Brann lui avait permis d'un peu plus ouvrir les yeux concernant les capacités de son propre esprit. Il représentait le cycle infini de vie, de mort et de résurrection auquel elle était désormais habituée. De la même manière que Nerri la connectait à Poséidon, le renne, lui, la reliait à Zeus. Il lui rappelait qu'en dépit de ce dont elle était capable, elle devait toujours faire preuve d'une certaine prudence. La férocité du feu l'animait, mais sa douce chaleur l'empêchait d'oublier que les flammes n'étaient pas que destruction. Avec ses airs royaux, Brann était revenu vers elle tel un jour d'été longtemps attendu. De ses rayons orangés et rouge vif, le soleil avait frappé de plein fouet Jupiter en même temps que les terres où progressait la mutante, faisait apparaitre dans le ciel cette planète pas si lointaine.
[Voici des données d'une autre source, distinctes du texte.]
//! Spot order types
//!
//! A spot order is one user-requested swap: immediate (MARKET) or
//! conditional (STOP_LOSS / TAKE_PROFIT, armed with a trigger price).
//! Terminal states are absorbing; the engine in [`engine`] owns every
//! status mutation.

pub mod engine;
pub mod watcher;

pub use engine::OrderEngine;
pub use watcher::TriggerWatcher;

use chrono::{DateTime, Utc};
use rust_decimal::Decimal;
use serde::{Deserialize, Serialize};
use std::fmt;
use thiserror::Error;

use crate::cache::CacheError;
use crate::core_types::{Network, OrderId, Token, UserId};
use crate::dex::{AggregatorError, SwapOutcome};
use crate::money::MoneyError;
use crate::store::StoreError;

#[derive(Debug, Clone, Copy, PartialEq, Eq, Serialize, Deserialize)]
#[serde(rename_all = "SCREAMING_SNAKE_CASE")]
pub enum OrderType {
    Market,
    StopLoss,
    TakeProfit,
}

impl OrderType {
    pub fn is_conditional(&self) -> bool {
        matches!(self, OrderType::StopLoss | OrderType::TakeProfit)
    }
}

impl fmt::Display for OrderType {
    fn fmt(&self, f: &mut fmt::Formatter<'_>) -> fmt::Result {
        let s = match self {
            OrderType::Market => "MARKET",
            OrderType::StopLoss => "STOP_LOSS",
            OrderType::TakeProfit => "TAKE_PROFIT",
        };
        f.write_str(s)
    }
}

#[derive(Debug, Clone, Copy, PartialEq, Eq, Serialize, Deserialize)]
#[serde(rename_all = "SCREAMING_SNAKE_CASE")]
pub enum OrderStatus {
    Pending,
    Completed,
    Failed,
    Cancelled,
}

impl OrderStatus {
    /// COMPLETED / FAILED / CANCELLED are absorbing.
    pub fn is_terminal(&self) -> bool {
        !matches!(self, OrderStatus::Pending)
    }
}

impl fmt::Display for OrderStatus {
    fn fmt(&self, f: &mut fmt::Formatter<'_>) -> fmt::Result {
        let s = match self {
            OrderStatus::Pending => "PENDING",
            OrderStatus::Completed => "COMPLETED",
            OrderStatus::Failed => "FAILED",
            OrderStatus::Cancelled => "CANCELLED",
        };
        f.write_str(s)
    }
}

/// Trigger condition attached to a conditional order.
///
/// STOP_LOSS fires when price falls to or below the trigger;
/// TAKE_PROFIT fires when price rises to or above it.
#[derive(Debug, Clone, Copy, PartialEq, Serialize, Deserialize)]
pub struct OrderConditions {
    #[serde(with = "rust_decimal::serde::str")]
    pub trigger_price: Decimal,
    pub direction: TriggerDirection,
}

#[derive(Debug, Clone, Copy, PartialEq, Eq, Serialize, Deserialize)]
#[serde(rename_all = "SCREAMING_SNAKE_CASE")]
pub enum TriggerDirection {
    StopLoss,
    TakeProfit,
}

impl TriggerDirection {
    pub fn fires(&self, current_price: Decimal, trigger_price: Decimal) -> bool {
        match self {
            TriggerDirection::StopLoss => current_price <= trigger_price,
            TriggerDirection::TakeProfit => current_price >= trigger_price,
        }
    }
}

#[derive(Debug, Clone, Serialize, Deserialize)]
pub struct SpotOrder {
    pub id: OrderId,
    pub user_id: UserId,
    pub order_type: OrderType,
    pub network: Network,
    pub from_token: Token,
    pub to_token: Token,
    #[serde(with = "rust_decimal::serde::str")]
    pub amount: Decimal,
    pub conditions: Option<OrderConditions>,
    pub status: OrderStatus,
    pub created_at: DateTime<Utc>,
    pub executed_at: Option<DateTime<Utc>>,
    pub cancelled_at: Option<DateTime<Utc>>,
    pub execution_details: Option<SwapOutcome>,
    pub error: Option<String>,
}

/// Insert payload; the store assigns `id` and `created_at`.
#[derive(Debug, Clone)]
pub struct NewSpotOrder {
    pub user_id: UserId,
    pub order_type: OrderType,
    pub network: Network,
    pub from_token: Token,
    pub to_token: Token,
    pub amount: Decimal,
    pub conditions: Option<OrderConditions>,
}

#[derive(Debug, Error)]
pub enum OrderError {
    #[error(transparent)]
    Money(#[from] MoneyError),

    #[error("conditional order requires trigger conditions")]
    MissingConditions,

    #[error("market order does not take conditions")]
    UnexpectedConditions,

    #[error("order {0} not found")]
    NotFound(OrderId),

    #[error("order {id} is already {status}")]
    AlreadyTerminal { id: OrderId, status: OrderStatus },

    #[error("swap failed: {0}")]
    Swap(#[source] AggregatorError),

    #[error("store failure: {0}")]
    Store(#[from] StoreError),

    #[error("cache failure: {0}")]
    Cache(#[from] CacheError),
}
Eole était porteuse d'un message d'espoir. D'apparence délicate, elle pouvait pourtant créer un ouragan d'un simple battement d'aile. Être imprévisible était presque essentiel pour s'en sortir. Le faucon l'avait aidée à forger son mental. Un souffle de renouveau, d'espoir, même, flottait dans l'air grâce à elle. Madison avait rapidement compris qu'en sa présence, elle ne craindrait jamais de prendre son envol. Dans ce qui lui paraissait être une autre vie, deux de ses tantes –Héra et Hestia– lui avaient confié que tant qu'elle se ferait confiance, elle serait capable de surmonter les plus grands défis, s'élever au-dessus des nuages les plus hauts. Les doux éclats violets que projetait Eole faisaient penser à Madison à une première éclosion de primevère au printemps.
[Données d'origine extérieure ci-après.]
use anyhow::Result;
use serde::{Deserialize, Serialize};
use std::fs;
use std::path::PathBuf;
use std::time::Duration;
use tracing::{debug, warn};

#[derive(Debug, Clone, Default, PartialEq, Serialize, Deserialize)]
pub struct Config {
    #[serde(default)]
    pub general: GeneralConfig,

    #[serde(default)]
    pub storage: StorageConfig,

    #[serde(default)]
    pub battery: BatteryConfig,
}

/// Periodic chore intervals, passed to the battery monitor on init and used
/// by the poll schedule.
#[derive(Debug, Clone, PartialEq, Serialize, Deserialize)]
pub struct GeneralConfig {
    /// Refresh interval while a charger is online, in seconds
    pub fast_interval_sec: u64,
    /// Refresh interval on battery, in seconds. 0 = always use the fast interval.
    pub slow_interval_sec: u64,
}

#[derive(Debug, Clone, PartialEq, Serialize, Deserialize)]
pub struct StorageConfig {
    /// Directory holding one entry per storage host controller
    pub root:        PathBuf,
    /// Name prefix shared by controller and device entries
    pub prefix:      String,
    /// Block device directory used for disk activity counters
    pub block_root:  PathBuf,
    /// Name prefix of the disks whose counters are reported
    pub disk_prefix: String,
}

#[derive(Debug, Clone, Copy, PartialEq, Eq, Serialize, Deserialize)]
#[serde(rename_all = "lowercase")]
pub enum MonitorKind {
    /// Mains-powered board, no battery
    Ac,
    /// No battery monitor: updates report "not initialized"
    #[serde(rename = "none")]
    Disabled,
}

#[derive(Debug, Clone, PartialEq, Serialize, Deserialize)]
pub struct BatteryConfig {
    pub monitor: MonitorKind,
}

// ── Defaults ─────────────────────────────────────────────────────────

impl Default for GeneralConfig {
    fn default() -> Self {
        Self { fast_interval_sec: 60, slow_interval_sec: 600 }
    }
}

impl Default for StorageConfig {
    fn default() -> Self {
        Self {
            root:        PathBuf::from("/sys/class/mmc_host"),
            prefix:      "mmc".into(),
            block_root:  PathBuf::from("/sys/block"),
            disk_prefix: "mmcblk".into(),
        }
    }
}

impl Default for BatteryConfig {
    fn default() -> Self {
        Self { monitor: MonitorKind::Ac }
    }
}

impl GeneralConfig {
    pub fn fast_interval(&self) -> Duration {
        Duration::from_secs(self.fast_interval_sec.max(1))
    }

    pub fn slow_interval(&self) -> Option<Duration> {
        match self.slow_interval_sec {
            0 => None,
            s => Some(Duration::from_secs(s)),
        }
    }
}

// ── Load / Save ───────────────────────────────────────────────────────

impl Config {
    pub fn load() -> Self {
        match try_load() {
            Ok(c)  => c,
            Err(e) => {
                debug!(error = %e, "using default config");
                // Write defaults on first run (best-effort)
                if let Err(e) = try_write_defaults() {
                    debug!(error = %e, "could not write default config");
                }
                Config::default()
            }
        }
    }

    pub fn config_path() -> Option<PathBuf> {
        dirs::config_dir().map(|p| p.join("healthmon").join("healthmon.toml"))
    }

    pub fn from_toml(text: &str) -> Result<Self> {
        Ok(toml::from_str(text)?)
    }
}

fn try_load() -> Result<Config> {
    let path = Config::config_path().ok_or_else(|| anyhow::anyhow!("no config dir"))?;
    let text = fs::read_to_string(&path)?;
    Config::from_toml(&text).map_err(|e| {
        warn!(path = %path.display(), error = %e, "invalid config");
        e
    })
}

fn try_write_defaults() -> Result<()> {
    let path = Config::config_path().ok_or_else(|| anyhow::anyhow!("no config dir"))?;
    if path.exists() {
        return Ok(());
    }
    if let Some(parent) = path.parent() {
        fs::create_dir_all(parent)?;
    }
    let text = toml::to_string_pretty(&Config::default())?;
    fs::write(path, format!("# healthmon configuration\n# Generated on first run, edit freely\n\n{}", text))?;
    Ok(())
}

#[cfg(test)]
mod tests {
    use super::*;

    #[test]
    fn defaults_survive_toml_round_trip() {
        let text = toml::to_string_pretty(&Config::default()).unwrap();
        assert_eq!(Config::from_toml(&text).unwrap(), Config::default());
    }

    #[test]
    fn partial_file_fills_in_defaults() {
        let cfg = Config::from_toml(
            "[storage]\nroot = \"/tmp/mmc\"\nprefix = \"mmc\"\nblock_root = \"/sys/block\"\ndisk_prefix = \"mmcblk\"\n\n[battery]\nmonitor = \"none\"\n",
        ).unwrap();
        assert_eq!(cfg.storage.root, PathBuf::from("/tmp/mmc"));
        assert_eq!(cfg.battery.monitor, MonitorKind::Disabled);
        assert_eq!(cfg.general, GeneralConfig::default());
    }

    #[test]
    fn zero_slow_interval_disables_slow_polling() {
        let g = GeneralConfig { fast_interval_sec: 30, slow_interval_sec: 0 };
        assert_eq!(g.fast_interval(), Duration::from_secs(30));
        assert_eq!(g.slow_interval(), None);
    }
}
use crate::models::storage::StorageAttribute;
use serde::Serialize;

/// Block-layer I/O counters for one disk, in `/sys/block/<dev>/stat` order.
#[derive(Debug, Clone, Default, PartialEq, Eq, Serialize)]
pub struct DiskStats {
    pub attr:          StorageAttribute,
    pub reads:         u64,
    pub read_merges:   u64,
    pub read_sectors:  u64,
    pub read_ticks:    u64,   // ms
    pub writes:        u64,
    pub write_merges:  u64,
    pub write_sectors: u64,
    pub write_ticks:   u64,   // ms
    pub io_in_flight:  u64,
    pub io_ticks:      u64,   // ms the device had I/O queued
    pub io_in_queue:   u64,   // weighted ms
}

impl DiskStats {
    /// Bytes transferred in each direction, assuming 512-byte sectors.
    pub fn bytes_read(&self) -> u64    { self.read_sectors  * 512 }
    pub fn bytes_written(&self) -> u64 { self.write_sectors * 512 }
}

/// Disk activity for every monitored disk. Empty means not supported.
#[derive(Debug, Clone, Default, PartialEq, Eq, Serialize)]
#[serde(transparent)]
pub struct DiskReport {
    pub disks: Vec<DiskStats>,
}

impl DiskReport {
    pub fn new(disks: Vec<DiskStats>) -> Self {
        Self { disks }
    }

    pub fn is_supported(&self) -> bool { !self.disks.is_empty() }
    pub fn len(&self) -> usize { self.disks.len() }
    pub fn is_empty(&self) -> bool { self.disks.is_empty() }

    pub fn iter(&self) -> std::slice::Iter<'_, DiskStats> {
        self.disks.iter()
    }
}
Enfin venait Amarok. Son guide. Celui grâce à qui elle se sentait bien dans son corps et qui, indirectement, l'incitait à continuellement se souvenir de l'importance qu'avait sa famille. Elle était faite pour suivre avant tout son instinct et, d'une certaine manière, était destinée à montrer le chemin à suivre aux autres. La terre était son point d'ancrage. Lorsqu'elle était entourée de toute cette verdure, ces tons bruns cette odeur forestière qui se décuplait quand arrivait l'automne, elle se sentait revivre. Elle savait que sa dernière tante, Déméter, était du même avis, et qu'Hadès voyait les choses d'un angle plutôt similaire. Amarok lui permettait de pleinement ressentir ce goût de liberté. Madison appréciait la solitude mais restait grandement attachée aux siens, telle une louve.
Il était d'ailleurs grand temps qu'elle rejoigne sa meute.